## THE PROBLEM
Among the entries that follow, find the lines containing the string "CommentItem" and copy them.

*** Opening MATERIAL FOR THIS EXERCISE ***

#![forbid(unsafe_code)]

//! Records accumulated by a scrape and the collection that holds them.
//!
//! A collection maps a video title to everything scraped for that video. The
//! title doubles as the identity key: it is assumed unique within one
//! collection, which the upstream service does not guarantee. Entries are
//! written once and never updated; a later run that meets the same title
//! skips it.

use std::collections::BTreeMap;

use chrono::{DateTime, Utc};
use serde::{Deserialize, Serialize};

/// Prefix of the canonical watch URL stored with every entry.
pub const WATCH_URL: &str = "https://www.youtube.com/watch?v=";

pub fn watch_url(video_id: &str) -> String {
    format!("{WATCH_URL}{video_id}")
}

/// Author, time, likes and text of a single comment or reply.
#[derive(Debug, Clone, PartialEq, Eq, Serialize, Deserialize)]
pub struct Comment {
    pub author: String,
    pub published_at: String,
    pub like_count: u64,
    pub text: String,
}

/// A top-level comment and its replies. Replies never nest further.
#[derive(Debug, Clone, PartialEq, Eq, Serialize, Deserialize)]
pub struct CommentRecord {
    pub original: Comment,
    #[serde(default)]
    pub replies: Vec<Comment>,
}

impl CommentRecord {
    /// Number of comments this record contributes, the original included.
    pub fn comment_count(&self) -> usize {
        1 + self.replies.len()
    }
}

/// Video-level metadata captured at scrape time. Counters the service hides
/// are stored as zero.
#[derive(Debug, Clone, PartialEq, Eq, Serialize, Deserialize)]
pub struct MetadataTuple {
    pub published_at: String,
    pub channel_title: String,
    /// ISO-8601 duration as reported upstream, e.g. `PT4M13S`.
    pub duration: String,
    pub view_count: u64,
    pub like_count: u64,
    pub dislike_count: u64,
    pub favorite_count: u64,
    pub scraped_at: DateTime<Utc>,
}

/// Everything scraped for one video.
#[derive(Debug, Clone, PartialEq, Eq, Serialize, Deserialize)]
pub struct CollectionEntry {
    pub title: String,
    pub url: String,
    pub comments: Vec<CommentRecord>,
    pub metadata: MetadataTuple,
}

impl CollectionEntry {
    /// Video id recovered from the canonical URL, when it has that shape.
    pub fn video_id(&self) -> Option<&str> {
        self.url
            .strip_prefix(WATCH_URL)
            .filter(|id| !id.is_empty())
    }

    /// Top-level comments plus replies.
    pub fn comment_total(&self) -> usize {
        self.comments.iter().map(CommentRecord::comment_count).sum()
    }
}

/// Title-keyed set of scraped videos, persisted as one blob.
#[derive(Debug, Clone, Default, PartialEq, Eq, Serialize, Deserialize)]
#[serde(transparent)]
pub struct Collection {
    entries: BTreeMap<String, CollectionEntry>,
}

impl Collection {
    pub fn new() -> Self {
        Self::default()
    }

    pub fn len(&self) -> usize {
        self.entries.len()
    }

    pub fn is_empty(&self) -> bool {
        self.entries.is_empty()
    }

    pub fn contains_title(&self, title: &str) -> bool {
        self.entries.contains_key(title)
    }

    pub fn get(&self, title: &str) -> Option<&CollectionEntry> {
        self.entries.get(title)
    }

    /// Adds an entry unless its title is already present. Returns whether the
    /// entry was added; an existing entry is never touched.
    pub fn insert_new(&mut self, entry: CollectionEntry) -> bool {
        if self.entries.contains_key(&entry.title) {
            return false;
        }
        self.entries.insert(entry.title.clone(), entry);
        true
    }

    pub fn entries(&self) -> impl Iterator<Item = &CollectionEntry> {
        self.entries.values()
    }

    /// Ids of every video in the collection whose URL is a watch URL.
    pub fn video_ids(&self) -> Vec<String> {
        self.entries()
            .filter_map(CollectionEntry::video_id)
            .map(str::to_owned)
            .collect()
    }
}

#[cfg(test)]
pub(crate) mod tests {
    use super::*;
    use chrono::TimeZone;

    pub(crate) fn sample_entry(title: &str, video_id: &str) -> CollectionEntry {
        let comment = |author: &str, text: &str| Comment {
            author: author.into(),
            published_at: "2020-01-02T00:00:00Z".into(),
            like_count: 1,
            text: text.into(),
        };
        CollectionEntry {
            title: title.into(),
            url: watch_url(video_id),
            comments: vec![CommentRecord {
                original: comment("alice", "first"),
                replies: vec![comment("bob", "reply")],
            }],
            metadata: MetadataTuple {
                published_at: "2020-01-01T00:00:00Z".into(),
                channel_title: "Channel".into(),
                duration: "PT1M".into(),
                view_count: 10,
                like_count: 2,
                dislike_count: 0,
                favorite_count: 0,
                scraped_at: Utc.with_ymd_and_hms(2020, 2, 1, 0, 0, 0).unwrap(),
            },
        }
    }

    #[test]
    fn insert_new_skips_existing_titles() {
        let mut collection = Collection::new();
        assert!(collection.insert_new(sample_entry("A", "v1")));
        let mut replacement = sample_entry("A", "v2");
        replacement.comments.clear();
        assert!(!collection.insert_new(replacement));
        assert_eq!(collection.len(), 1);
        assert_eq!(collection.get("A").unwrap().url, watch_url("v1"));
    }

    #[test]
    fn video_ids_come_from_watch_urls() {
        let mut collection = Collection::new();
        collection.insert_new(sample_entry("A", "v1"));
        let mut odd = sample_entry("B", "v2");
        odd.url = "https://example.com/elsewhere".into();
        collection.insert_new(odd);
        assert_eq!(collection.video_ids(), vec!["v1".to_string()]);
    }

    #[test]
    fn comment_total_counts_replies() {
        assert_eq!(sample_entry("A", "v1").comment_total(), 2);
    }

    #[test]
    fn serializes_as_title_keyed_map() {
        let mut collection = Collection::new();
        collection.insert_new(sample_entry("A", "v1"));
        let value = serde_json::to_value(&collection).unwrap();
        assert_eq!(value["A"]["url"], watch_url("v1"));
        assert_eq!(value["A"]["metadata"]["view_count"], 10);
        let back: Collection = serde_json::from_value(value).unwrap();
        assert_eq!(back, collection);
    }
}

*** Closing MATERIAL FOR THIS EXERCISE ***
*** Opening MATERIAL FOR THIS EXERCISE ***

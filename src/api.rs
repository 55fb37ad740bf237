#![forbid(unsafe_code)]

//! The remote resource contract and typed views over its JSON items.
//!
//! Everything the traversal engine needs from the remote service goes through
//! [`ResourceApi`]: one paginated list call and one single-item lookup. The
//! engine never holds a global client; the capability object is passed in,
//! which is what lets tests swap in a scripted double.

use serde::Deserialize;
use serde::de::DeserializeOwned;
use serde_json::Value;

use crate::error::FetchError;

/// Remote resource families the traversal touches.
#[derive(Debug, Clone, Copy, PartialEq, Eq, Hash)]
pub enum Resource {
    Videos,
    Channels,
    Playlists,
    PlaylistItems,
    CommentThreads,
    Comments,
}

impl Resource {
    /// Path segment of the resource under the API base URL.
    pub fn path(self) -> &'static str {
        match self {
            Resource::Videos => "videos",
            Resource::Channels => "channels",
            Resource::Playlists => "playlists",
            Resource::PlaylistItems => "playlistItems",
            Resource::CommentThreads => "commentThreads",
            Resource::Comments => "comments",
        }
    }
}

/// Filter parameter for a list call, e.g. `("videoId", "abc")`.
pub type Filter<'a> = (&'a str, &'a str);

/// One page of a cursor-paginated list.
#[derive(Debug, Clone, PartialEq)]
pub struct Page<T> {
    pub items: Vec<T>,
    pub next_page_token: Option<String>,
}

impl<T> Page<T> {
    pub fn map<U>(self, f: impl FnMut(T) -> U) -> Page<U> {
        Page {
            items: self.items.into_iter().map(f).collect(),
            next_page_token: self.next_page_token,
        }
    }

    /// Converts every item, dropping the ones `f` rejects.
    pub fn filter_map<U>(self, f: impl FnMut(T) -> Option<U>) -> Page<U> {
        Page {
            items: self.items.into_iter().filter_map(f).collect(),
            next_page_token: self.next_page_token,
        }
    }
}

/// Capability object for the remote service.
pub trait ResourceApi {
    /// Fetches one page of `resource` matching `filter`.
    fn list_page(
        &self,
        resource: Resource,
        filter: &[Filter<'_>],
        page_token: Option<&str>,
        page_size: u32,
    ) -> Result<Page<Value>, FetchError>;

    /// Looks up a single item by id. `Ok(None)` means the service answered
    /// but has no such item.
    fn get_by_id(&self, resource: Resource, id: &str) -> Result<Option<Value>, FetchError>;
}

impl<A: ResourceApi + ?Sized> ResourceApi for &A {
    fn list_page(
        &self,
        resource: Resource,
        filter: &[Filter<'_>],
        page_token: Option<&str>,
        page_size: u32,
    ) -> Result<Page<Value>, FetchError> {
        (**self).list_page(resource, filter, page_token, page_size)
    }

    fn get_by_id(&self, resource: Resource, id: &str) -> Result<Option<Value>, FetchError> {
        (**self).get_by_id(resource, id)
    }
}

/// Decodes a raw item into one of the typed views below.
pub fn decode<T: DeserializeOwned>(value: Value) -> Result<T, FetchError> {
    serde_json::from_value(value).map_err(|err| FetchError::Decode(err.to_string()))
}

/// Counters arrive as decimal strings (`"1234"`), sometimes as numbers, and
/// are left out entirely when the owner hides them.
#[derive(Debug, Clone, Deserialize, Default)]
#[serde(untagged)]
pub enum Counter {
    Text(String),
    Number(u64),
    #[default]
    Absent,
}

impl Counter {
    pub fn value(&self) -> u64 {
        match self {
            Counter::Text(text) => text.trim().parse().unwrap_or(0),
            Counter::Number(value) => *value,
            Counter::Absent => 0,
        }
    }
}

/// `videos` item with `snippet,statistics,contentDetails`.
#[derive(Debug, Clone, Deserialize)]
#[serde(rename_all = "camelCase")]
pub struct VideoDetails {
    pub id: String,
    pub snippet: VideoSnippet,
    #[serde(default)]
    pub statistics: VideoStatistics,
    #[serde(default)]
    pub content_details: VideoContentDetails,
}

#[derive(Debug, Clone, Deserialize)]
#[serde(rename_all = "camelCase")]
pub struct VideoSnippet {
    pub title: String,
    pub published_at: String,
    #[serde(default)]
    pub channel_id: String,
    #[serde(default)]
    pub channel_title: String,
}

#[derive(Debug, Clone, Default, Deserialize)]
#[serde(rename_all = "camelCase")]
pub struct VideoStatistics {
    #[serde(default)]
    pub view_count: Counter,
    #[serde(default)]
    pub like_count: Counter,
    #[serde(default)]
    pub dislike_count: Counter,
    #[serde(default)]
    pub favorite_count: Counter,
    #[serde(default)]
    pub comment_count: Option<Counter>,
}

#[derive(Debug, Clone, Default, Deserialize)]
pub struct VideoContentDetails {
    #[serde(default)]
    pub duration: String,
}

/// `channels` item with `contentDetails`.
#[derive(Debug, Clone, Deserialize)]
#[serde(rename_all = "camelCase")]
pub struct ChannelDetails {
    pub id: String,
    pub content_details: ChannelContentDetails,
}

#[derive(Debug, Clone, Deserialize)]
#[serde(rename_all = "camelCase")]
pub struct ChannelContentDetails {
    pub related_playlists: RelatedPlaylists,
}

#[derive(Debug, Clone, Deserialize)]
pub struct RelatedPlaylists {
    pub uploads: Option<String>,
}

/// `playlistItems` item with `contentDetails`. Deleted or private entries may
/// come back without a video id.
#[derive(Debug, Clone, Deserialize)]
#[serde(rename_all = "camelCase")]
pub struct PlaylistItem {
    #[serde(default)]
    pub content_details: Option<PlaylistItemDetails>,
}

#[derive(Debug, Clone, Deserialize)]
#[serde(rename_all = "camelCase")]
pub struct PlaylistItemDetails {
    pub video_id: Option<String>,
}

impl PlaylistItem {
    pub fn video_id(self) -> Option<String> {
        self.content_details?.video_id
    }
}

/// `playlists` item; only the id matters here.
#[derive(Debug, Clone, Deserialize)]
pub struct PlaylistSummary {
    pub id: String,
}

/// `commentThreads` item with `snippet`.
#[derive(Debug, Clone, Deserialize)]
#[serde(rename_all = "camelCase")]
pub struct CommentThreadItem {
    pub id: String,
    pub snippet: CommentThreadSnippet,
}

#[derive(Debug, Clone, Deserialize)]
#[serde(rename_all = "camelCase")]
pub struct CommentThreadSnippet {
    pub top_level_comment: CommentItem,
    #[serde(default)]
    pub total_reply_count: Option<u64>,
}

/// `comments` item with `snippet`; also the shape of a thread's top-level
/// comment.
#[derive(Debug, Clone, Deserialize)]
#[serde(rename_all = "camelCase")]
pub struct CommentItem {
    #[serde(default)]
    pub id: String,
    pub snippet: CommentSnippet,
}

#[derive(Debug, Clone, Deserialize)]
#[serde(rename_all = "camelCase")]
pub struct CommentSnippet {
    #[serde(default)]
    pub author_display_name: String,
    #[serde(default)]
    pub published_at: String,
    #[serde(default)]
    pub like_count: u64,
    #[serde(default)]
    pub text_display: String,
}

*** Closing MATERIAL FOR THIS EXERCISE ***
*** Opening MATERIAL FOR THIS EXERCISE ***

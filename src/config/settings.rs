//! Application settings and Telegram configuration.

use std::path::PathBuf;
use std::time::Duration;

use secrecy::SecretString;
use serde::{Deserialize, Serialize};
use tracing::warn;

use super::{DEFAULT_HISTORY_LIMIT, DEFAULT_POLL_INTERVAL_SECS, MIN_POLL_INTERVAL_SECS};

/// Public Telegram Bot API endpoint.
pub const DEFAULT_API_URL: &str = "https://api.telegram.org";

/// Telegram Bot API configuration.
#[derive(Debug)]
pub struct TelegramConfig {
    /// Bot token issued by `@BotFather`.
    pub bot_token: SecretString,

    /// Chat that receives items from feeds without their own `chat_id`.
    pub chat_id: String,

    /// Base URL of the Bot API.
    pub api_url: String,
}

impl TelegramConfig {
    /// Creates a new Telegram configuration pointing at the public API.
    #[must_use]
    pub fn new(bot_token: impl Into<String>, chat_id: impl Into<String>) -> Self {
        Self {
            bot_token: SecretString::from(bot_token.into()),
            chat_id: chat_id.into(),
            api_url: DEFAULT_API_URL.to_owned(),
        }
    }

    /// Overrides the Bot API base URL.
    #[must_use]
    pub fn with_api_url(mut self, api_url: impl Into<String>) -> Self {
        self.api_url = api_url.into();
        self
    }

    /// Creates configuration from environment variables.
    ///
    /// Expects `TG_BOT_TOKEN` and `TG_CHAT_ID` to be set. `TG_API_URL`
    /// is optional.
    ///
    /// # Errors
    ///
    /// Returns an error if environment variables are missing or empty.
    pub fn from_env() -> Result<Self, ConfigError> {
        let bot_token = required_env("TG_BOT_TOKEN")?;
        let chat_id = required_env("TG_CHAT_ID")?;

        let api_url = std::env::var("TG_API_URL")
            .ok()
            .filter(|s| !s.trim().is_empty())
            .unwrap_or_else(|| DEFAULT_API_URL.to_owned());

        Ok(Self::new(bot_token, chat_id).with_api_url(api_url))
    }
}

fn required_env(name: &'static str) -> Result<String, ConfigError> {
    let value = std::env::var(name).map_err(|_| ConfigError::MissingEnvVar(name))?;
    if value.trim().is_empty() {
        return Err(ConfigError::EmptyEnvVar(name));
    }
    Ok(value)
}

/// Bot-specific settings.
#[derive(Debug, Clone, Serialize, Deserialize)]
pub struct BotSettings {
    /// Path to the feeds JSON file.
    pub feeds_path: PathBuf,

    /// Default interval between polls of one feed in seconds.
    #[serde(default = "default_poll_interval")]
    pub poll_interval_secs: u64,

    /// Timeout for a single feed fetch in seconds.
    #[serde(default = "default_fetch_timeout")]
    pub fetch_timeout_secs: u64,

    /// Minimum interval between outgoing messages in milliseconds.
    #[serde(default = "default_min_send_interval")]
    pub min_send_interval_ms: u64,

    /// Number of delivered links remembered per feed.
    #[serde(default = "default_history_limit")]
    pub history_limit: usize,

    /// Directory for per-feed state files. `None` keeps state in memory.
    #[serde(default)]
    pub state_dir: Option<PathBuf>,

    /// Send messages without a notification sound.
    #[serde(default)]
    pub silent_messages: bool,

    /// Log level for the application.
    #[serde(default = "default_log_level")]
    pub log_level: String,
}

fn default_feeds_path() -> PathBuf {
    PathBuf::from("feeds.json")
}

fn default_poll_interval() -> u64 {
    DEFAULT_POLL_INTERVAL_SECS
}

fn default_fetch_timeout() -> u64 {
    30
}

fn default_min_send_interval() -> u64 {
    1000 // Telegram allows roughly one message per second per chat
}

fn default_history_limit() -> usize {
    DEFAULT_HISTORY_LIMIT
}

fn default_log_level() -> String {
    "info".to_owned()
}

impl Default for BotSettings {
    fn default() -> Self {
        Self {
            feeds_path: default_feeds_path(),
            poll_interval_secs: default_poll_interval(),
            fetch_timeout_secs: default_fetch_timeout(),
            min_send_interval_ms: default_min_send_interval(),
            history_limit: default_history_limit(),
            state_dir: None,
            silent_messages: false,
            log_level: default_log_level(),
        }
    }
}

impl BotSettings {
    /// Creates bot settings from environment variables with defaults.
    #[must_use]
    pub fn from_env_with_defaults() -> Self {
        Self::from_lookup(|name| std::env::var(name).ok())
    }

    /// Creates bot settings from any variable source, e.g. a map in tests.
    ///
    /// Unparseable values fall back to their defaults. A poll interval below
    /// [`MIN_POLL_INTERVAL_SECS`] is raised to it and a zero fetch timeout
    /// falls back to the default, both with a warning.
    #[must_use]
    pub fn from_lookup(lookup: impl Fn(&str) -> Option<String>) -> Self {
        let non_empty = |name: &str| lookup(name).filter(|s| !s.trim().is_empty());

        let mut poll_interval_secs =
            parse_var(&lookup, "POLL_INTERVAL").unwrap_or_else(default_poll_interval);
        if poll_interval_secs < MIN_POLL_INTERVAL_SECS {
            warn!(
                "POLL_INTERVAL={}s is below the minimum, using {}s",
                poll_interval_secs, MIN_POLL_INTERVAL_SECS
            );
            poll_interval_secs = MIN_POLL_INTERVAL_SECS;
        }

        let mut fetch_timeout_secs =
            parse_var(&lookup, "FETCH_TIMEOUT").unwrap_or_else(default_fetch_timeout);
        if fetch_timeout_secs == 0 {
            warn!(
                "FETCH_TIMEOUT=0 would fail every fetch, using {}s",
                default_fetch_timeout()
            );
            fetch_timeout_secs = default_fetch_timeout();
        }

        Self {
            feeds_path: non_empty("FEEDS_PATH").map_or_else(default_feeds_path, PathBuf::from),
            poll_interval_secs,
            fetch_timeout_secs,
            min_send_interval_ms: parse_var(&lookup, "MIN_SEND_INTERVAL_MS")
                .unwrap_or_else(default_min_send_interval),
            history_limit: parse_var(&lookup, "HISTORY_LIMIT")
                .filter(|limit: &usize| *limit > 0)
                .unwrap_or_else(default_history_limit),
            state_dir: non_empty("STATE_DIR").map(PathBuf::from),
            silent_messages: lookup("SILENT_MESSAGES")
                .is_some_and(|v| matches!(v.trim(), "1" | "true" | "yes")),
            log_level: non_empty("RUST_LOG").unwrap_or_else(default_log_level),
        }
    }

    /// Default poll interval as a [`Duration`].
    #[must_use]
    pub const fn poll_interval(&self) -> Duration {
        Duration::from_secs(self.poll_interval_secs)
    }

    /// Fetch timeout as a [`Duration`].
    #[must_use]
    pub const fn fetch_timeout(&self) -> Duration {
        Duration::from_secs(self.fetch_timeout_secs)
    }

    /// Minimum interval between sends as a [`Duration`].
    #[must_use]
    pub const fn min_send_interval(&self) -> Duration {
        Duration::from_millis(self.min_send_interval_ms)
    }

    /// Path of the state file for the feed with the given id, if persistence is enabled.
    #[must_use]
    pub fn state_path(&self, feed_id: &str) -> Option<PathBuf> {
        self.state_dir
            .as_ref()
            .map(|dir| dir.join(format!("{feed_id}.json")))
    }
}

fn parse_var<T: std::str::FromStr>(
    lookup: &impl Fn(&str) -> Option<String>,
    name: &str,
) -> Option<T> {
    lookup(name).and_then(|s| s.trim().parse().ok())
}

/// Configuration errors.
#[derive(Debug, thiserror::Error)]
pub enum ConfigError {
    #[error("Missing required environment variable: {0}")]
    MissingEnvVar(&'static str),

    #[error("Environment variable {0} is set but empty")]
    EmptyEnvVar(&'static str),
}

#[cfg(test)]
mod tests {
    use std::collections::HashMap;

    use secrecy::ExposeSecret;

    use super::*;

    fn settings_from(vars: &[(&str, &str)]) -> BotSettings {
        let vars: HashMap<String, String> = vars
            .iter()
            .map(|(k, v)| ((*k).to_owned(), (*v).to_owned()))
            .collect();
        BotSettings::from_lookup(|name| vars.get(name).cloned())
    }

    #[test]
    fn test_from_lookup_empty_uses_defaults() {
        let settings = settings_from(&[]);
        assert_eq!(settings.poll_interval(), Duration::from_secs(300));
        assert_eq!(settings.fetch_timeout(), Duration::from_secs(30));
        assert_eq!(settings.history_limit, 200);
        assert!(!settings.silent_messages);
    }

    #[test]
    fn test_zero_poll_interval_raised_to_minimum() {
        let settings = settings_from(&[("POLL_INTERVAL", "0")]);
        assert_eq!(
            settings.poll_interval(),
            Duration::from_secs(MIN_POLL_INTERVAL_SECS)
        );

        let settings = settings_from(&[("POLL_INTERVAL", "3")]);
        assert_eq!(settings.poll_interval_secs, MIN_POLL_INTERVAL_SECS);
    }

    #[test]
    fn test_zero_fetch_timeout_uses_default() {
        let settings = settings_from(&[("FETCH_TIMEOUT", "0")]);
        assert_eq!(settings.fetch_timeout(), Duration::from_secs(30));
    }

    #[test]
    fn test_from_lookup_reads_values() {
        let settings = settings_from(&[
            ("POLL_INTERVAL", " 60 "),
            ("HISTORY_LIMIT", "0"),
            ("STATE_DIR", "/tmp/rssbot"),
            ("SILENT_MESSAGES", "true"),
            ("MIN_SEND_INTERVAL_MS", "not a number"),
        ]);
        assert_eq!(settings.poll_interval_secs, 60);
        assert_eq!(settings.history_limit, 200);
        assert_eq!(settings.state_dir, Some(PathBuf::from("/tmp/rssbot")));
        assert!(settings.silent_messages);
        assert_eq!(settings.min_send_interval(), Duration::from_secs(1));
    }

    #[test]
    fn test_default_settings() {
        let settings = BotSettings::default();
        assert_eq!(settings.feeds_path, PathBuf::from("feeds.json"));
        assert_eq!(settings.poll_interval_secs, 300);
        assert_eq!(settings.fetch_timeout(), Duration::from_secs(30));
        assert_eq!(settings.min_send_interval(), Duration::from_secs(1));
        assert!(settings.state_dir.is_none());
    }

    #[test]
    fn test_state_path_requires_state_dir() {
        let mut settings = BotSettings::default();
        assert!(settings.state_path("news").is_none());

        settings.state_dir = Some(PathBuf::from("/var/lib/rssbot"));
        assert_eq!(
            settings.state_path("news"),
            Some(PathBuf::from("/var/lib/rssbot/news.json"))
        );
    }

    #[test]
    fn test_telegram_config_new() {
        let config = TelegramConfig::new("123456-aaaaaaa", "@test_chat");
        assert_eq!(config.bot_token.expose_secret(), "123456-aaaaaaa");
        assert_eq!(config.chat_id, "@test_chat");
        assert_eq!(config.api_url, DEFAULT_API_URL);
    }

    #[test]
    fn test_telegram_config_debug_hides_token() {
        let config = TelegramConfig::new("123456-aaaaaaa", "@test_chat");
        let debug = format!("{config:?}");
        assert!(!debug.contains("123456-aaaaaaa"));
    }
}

*** Closing MATERIAL FOR THIS EXERCISE ***

## OUTPUT OF THE TASK
    pub top_level_comment: CommentItem,
pub struct CommentItem {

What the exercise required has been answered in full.